Top of Given data

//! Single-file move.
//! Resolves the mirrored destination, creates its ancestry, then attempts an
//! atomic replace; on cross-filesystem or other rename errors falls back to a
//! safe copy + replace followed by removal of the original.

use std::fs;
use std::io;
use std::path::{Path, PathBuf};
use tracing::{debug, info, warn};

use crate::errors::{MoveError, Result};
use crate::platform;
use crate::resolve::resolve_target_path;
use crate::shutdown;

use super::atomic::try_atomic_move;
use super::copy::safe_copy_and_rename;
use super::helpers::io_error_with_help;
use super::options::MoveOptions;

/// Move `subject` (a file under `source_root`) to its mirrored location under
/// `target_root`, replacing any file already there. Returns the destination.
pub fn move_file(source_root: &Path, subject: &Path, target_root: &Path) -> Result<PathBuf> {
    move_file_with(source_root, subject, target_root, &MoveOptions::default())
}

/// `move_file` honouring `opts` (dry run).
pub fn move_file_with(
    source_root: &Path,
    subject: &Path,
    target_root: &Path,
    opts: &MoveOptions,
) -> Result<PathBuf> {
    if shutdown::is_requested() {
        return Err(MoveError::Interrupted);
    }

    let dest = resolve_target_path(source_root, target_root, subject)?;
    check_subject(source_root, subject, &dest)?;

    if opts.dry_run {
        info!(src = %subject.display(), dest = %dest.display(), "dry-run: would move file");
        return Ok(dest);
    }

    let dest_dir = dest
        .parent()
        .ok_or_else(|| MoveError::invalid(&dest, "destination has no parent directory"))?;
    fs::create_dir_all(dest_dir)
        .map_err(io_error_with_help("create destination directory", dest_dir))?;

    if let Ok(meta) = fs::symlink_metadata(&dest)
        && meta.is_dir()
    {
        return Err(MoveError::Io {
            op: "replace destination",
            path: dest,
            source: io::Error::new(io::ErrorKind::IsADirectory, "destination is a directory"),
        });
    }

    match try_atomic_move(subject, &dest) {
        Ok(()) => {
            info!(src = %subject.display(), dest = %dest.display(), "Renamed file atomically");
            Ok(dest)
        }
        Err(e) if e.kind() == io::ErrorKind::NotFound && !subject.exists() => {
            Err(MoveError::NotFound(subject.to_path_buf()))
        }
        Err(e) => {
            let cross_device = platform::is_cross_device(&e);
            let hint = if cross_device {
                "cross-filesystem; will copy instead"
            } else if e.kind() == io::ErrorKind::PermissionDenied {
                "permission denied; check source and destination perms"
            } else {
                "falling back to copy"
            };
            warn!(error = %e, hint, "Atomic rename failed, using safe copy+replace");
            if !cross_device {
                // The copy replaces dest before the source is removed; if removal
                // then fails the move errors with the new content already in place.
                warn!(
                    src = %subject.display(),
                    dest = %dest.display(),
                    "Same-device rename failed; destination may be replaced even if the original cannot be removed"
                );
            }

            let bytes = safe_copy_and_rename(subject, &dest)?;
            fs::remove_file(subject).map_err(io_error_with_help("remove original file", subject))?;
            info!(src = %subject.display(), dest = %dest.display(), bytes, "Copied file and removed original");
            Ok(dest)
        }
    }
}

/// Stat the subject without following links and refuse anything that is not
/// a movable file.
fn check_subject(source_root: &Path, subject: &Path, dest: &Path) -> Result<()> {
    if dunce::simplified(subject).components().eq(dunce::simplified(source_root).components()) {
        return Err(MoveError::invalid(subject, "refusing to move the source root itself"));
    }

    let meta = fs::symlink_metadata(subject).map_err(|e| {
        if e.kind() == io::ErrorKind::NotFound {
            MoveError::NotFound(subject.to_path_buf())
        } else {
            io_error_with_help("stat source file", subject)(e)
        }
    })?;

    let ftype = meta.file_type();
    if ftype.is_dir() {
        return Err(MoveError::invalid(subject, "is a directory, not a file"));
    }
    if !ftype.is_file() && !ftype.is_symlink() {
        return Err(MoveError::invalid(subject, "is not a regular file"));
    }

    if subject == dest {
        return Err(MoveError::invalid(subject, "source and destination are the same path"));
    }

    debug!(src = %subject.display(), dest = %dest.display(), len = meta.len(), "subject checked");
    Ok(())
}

Bottom of Given data
Top of Given data

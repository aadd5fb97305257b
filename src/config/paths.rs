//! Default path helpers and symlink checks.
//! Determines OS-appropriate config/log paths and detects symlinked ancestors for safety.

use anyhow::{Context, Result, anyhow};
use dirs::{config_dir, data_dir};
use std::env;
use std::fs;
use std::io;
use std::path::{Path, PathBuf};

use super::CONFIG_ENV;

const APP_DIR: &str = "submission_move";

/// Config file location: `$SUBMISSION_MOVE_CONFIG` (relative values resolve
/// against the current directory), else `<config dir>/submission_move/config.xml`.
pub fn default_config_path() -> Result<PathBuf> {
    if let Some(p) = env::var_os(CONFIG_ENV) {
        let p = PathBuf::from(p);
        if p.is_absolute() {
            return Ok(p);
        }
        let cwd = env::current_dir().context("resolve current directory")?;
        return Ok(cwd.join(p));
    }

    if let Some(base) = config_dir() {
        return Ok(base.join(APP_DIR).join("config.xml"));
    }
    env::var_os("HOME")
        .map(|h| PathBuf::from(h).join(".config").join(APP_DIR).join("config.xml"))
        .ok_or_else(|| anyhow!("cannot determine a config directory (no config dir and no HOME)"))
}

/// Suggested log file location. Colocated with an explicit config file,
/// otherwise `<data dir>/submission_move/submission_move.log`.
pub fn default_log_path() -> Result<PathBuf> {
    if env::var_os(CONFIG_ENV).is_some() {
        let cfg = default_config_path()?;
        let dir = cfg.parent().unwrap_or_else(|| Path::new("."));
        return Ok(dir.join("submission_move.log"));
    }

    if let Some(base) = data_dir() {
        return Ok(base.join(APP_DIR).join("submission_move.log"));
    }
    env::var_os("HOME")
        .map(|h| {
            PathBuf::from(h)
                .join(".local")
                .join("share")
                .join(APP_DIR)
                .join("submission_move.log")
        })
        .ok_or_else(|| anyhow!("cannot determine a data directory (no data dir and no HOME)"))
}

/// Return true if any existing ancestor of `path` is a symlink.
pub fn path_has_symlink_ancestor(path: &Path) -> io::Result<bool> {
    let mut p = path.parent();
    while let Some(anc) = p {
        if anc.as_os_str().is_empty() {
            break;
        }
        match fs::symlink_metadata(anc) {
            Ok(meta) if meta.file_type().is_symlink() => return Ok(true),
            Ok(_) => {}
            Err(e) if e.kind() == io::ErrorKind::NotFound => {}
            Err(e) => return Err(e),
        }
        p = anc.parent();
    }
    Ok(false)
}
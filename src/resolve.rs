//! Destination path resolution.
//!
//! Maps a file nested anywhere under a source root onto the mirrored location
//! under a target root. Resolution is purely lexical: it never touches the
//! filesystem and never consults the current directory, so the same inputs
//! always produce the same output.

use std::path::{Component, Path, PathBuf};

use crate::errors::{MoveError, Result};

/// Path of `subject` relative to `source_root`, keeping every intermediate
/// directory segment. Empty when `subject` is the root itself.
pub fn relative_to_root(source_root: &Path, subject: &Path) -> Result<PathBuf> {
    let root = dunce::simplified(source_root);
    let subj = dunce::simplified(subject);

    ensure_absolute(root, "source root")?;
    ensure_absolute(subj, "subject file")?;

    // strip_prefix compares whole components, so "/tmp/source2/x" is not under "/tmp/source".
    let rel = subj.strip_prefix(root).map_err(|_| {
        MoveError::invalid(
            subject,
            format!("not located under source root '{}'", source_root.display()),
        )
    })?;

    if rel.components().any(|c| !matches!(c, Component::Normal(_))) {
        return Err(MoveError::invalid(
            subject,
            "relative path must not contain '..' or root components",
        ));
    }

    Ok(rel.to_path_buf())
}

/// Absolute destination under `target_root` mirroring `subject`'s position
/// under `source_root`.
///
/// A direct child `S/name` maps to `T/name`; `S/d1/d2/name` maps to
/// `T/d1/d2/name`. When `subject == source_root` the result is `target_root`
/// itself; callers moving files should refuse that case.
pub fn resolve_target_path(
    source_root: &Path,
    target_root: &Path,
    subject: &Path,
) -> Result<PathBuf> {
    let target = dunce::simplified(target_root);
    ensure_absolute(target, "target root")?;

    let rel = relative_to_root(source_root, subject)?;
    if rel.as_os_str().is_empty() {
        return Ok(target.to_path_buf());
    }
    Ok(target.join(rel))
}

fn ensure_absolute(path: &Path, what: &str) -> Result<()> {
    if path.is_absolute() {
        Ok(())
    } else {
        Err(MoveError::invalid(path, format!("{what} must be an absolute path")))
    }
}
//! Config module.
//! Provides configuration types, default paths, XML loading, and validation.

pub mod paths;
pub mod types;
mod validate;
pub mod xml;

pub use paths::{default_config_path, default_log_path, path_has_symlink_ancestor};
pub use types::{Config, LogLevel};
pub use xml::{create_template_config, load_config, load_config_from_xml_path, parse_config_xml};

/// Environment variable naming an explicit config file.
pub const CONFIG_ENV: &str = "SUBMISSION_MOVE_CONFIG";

Bottom of Given data
Top of Given data

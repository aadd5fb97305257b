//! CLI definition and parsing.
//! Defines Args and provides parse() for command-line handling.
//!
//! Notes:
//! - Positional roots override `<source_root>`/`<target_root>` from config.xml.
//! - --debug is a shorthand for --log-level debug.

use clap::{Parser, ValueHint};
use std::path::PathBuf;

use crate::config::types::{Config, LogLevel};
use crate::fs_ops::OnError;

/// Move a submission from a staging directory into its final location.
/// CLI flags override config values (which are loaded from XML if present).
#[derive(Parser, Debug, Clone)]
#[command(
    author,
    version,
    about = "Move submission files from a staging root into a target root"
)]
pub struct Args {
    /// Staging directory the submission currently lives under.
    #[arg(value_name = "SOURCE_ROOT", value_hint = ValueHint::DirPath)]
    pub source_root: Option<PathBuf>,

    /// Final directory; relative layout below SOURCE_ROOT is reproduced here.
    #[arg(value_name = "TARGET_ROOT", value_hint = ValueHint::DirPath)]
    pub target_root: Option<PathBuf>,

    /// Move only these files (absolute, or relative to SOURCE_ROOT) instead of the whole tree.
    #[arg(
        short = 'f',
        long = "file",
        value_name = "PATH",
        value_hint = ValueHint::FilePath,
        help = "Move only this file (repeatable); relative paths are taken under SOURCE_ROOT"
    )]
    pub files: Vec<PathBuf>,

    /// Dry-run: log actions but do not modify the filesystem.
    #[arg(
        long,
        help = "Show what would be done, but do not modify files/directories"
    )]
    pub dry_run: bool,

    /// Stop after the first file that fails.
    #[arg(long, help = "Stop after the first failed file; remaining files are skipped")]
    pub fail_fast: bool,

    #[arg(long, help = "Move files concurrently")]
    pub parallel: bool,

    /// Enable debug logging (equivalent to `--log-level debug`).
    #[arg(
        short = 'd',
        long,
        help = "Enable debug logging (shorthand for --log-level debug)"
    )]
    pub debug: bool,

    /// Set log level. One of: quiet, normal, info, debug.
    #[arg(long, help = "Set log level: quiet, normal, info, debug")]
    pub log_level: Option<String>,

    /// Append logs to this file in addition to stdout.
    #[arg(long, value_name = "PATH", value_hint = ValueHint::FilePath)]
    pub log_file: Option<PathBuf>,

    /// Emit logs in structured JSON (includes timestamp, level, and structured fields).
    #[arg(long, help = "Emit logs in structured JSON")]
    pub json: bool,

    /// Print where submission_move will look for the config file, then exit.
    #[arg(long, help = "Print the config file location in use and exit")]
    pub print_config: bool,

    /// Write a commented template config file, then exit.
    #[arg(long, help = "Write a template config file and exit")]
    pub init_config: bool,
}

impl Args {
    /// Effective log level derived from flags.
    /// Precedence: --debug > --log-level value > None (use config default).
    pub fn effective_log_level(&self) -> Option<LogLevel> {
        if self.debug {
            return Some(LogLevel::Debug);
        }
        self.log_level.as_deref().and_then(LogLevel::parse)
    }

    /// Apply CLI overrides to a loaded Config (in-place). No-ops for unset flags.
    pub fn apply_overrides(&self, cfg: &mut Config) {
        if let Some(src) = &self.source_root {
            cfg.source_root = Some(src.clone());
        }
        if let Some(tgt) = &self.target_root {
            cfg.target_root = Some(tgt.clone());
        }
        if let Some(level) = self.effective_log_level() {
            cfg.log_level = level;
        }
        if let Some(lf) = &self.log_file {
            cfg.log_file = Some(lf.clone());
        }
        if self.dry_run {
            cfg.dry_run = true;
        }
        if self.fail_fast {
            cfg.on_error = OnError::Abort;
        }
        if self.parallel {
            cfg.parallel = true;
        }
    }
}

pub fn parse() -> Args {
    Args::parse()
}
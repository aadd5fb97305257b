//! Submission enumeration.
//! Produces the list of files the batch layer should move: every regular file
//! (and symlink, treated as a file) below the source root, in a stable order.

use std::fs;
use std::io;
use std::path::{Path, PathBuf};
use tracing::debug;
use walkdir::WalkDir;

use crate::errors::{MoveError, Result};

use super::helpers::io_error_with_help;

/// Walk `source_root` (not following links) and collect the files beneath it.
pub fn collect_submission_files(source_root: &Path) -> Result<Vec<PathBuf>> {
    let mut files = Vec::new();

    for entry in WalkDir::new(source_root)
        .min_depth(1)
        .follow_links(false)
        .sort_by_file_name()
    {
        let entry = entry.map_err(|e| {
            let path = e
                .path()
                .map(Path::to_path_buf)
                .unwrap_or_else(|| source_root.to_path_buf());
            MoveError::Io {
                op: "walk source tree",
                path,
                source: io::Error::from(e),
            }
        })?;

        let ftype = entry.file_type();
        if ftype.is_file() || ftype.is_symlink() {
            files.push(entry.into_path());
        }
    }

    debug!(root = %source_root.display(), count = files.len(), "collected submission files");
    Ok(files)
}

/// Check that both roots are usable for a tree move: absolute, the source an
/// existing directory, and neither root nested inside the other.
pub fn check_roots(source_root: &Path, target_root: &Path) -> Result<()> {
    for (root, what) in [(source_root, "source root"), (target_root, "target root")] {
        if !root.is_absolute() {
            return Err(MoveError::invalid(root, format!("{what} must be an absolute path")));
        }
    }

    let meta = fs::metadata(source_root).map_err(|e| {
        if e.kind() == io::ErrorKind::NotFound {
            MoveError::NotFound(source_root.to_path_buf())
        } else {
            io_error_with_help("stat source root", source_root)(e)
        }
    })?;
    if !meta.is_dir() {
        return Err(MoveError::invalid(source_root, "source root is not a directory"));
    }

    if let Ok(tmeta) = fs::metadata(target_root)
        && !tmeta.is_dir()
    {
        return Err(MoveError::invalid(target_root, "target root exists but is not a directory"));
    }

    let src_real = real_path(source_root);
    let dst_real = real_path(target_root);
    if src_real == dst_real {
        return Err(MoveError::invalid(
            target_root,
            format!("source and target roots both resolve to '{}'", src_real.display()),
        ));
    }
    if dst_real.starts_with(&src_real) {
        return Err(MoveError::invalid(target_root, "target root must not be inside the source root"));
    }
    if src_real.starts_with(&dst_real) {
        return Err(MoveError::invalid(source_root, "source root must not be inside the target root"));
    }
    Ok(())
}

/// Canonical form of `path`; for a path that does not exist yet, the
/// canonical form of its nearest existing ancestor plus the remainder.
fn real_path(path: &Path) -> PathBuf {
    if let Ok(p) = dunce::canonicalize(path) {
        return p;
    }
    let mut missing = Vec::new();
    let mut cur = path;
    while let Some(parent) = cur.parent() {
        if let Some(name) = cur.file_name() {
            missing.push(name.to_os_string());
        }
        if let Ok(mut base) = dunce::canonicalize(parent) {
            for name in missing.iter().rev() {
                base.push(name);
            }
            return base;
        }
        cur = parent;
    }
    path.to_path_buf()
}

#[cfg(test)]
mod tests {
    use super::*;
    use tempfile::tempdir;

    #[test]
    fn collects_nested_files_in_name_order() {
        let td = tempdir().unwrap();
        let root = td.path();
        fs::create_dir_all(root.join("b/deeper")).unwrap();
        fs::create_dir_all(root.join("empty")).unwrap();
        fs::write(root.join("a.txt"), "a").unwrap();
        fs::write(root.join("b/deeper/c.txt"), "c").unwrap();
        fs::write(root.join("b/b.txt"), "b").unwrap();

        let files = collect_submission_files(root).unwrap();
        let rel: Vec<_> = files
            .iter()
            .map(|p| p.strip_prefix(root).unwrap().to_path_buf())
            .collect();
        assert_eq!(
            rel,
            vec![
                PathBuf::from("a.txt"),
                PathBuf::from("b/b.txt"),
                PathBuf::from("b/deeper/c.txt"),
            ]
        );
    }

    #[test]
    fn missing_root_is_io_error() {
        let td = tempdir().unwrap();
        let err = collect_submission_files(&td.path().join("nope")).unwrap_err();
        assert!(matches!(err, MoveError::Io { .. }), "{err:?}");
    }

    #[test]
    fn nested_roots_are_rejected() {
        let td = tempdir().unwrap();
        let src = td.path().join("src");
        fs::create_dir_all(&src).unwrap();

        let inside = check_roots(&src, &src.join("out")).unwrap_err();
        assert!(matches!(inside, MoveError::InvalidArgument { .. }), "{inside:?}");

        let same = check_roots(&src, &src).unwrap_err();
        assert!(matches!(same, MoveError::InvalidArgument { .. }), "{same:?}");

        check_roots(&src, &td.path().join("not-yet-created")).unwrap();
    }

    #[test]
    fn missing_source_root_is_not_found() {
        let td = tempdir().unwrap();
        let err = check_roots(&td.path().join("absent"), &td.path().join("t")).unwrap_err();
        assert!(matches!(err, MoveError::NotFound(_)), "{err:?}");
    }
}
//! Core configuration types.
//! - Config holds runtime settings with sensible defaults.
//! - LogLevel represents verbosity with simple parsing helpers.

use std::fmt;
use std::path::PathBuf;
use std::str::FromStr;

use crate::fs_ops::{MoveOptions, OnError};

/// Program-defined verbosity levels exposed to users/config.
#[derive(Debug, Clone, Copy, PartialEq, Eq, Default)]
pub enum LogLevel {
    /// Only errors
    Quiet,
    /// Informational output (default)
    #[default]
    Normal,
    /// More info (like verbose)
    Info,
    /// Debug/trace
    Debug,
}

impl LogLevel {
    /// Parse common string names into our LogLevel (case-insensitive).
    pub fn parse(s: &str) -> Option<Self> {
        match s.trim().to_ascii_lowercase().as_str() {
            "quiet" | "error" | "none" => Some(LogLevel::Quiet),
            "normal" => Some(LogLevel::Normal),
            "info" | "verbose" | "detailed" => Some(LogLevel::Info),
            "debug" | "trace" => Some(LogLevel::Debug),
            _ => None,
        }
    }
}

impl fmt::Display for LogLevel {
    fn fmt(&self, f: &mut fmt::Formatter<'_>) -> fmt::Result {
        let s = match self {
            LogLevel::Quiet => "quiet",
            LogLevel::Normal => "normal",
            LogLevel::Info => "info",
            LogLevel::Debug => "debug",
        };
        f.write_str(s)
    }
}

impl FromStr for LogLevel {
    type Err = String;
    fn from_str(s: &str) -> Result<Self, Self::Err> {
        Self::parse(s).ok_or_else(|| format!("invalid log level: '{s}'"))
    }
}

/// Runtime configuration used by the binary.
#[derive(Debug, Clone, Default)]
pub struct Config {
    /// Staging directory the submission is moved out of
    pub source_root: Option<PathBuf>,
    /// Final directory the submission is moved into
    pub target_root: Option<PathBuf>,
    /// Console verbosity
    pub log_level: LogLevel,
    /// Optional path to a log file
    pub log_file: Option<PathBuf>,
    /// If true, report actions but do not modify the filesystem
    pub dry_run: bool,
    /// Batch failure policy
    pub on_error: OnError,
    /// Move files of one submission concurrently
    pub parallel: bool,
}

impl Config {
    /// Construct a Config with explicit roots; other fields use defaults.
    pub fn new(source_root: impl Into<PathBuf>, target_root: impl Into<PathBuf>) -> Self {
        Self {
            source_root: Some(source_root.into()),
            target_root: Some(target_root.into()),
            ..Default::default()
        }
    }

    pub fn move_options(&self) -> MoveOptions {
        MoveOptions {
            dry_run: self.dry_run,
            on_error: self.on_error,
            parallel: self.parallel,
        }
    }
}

Bottom of Given data

Work order:
Using the entries shown above, reproduce verbatim the lines from the line bearing "denied; check source" to the line bearing "let meta = fs::symlink_metadata(subject).map_err(|e|", inclusive.

Exercise solution:
                "permission denied; check source and destination perms"
            } else {
                "falling back to copy"
            };
            warn!(error = %e, hint, "Atomic rename failed, using safe copy+replace");
            if !cross_device {
                // The copy replaces dest before the source is removed; if removal
                // then fails the move errors with the new content already in place.
                warn!(
                    src = %subject.display(),
                    dest = %dest.display(),
                    "Same-device rename failed; destination may be replaced even if the original cannot be removed"
                );
            }

            let bytes = safe_copy_and_rename(subject, &dest)?;
            fs::remove_file(subject).map_err(io_error_with_help("remove original file", subject))?;
            info!(src = %subject.display(), dest = %dest.display(), bytes, "Copied file and removed original");
            Ok(dest)
        }
    }
}

/// Stat the subject without following links and refuse anything that is not
/// a movable file.
fn check_subject(source_root: &Path, subject: &Path, dest: &Path) -> Result<()> {
    if dunce::simplified(subject).components().eq(dunce::simplified(source_root).components()) {
        return Err(MoveError::invalid(subject, "refusing to move the source root itself"));
    }

    let meta = fs::symlink_metadata(subject).map_err(|e| {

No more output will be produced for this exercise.